Se pudesses, conversarias com ela. Sugeririas temas, farias observações que talvez lhe dessem coragem. Mas nasceste para abrigar, viver calada. És silêncio e memória.

Conheces bem o que ela guarda e o que ela teme mostrar. Vês quando ela te abre, lê um trecho antigo e fecha rápido, como se fugisse de si mesma.
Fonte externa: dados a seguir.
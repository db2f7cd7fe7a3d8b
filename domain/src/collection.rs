use serde::{Deserialize, Serialize};
use std::fmt;
use std::str::FromStr;

use crate::DomainError;
use crate::entities::{Appointment, ContactMessage, Doctor, Entity, Patient};

/// One of the four named record sequences.
#[derive(Serialize, Deserialize, Debug, Clone, Copy, PartialEq, Eq, Hash)]
#[serde(rename_all = "lowercase")]
pub enum Collection {
    Patients,
    Doctors,
    Appointments,
    Contacts,
}

impl Collection {
    pub const ALL: [Collection; 4] = [
        Collection::Patients,
        Collection::Doctors,
        Collection::Appointments,
        Collection::Contacts,
    ];

    /// The collection name, which is also the key of its persisted blob.
    pub fn name(&self) -> &'static str {
        match self {
            Collection::Patients => "patients",
            Collection::Doctors => "doctors",
            Collection::Appointments => "appointments",
            Collection::Contacts => "contacts",
        }
    }

    /// Letter prepended to generated ids (`P001`, `D001`, `A001`, `C1700000000000`).
    pub fn id_prefix(&self) -> char {
        match self {
            Collection::Patients => 'P',
            Collection::Doctors => 'D',
            Collection::Appointments => 'A',
            Collection::Contacts => 'C',
        }
    }

    /// Declared field names of the entity stored in this collection.
    pub fn field_table(&self) -> &'static [&'static str] {
        match self {
            Collection::Patients => Patient::FIELDS,
            Collection::Doctors => Doctor::FIELDS,
            Collection::Appointments => Appointment::FIELDS,
            Collection::Contacts => ContactMessage::FIELDS,
        }
    }

    /// Fields the listing search box looks at.
    pub fn search_fields(&self) -> &'static [&'static str] {
        match self {
            Collection::Patients => Patient::SEARCH_FIELDS,
            Collection::Doctors => Doctor::SEARCH_FIELDS,
            Collection::Appointments => Appointment::SEARCH_FIELDS,
            Collection::Contacts => ContactMessage::SEARCH_FIELDS,
        }
    }
}

impl fmt::Display for Collection {
    fn fmt(&self, f: &mut fmt::Formatter<'_>) -> fmt::Result {
        f.write_str(self.name())
    }
}

impl FromStr for Collection {
    type Err = DomainError;

    fn from_str(s: &str) -> Result<Self, Self::Err> {
        Collection::ALL
            .into_iter()
            .find(|collection| collection.name() == s)
            .ok_or_else(|| DomainError::UnknownCollection(s.to_string()))
    }
}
Teu medo maior é que ela decida se livrar de tudo, fazer uma faxina, te esvaziar, rasgar ou queimar cada página.

Mas, de que vale um bom texto sem leitura? Não é para ti que ela produz. És pouco. A voz dela precisa sair, gritar no mundo. Lembras daquele poema que ela dedicou a uma amiga em estado terminal? “É duro ver você de olhos fechados, nessa cama de hospital, imóvel. Parece ausente mas sei que me ouve.” Ela tenta reanimá-la, torce por sua recuperação, suplica que acredite, que tenha paciência. “Aceitaremos o que você decidir. Você sabe, nos saberemos.”

Tu leste e só não choraste porque és gaveta.

Ficas segurando tudo. Recebes folhas grampeadas, feridas, rabiscadas — umas com raiva, outras com ternura, algumas inacabadas. Empilhas promessas vencidas. És o limbo das ideias. Queres isso? Já pensaste em emperrar, vomitar tudo, te abrir sozinha — qualquer coisa que a faça se mexer? No fundo, aproveitas: lês, te atualizas, te enganas. Há contos ótimos.

Tu escutas tudo: os suspiros, os engasgos, os risos abafados enquanto ela trabalha. Os tic-tic dos dedos ágeis que voam no teclado. Ela lê, revê e depois despeja tudo em ti, te fecha e te esquece. Ela cria e não mostra. Não tenta publicar. Diz que só sabe fazer — que não sabe se promover, muito menos vender. 

Ela escreveu de novo. Te confiou mais uma criação. Lá no finalzinho, claro, te cita, diz que trabalha em silêncio e se guarda entre teus papéis. Os processos, fazer e refazer, parecem bastar para ela. Poético, não? 

Seria bonito, se não fosse trágico. Porque não é ela quem protege seus escritos. És tu.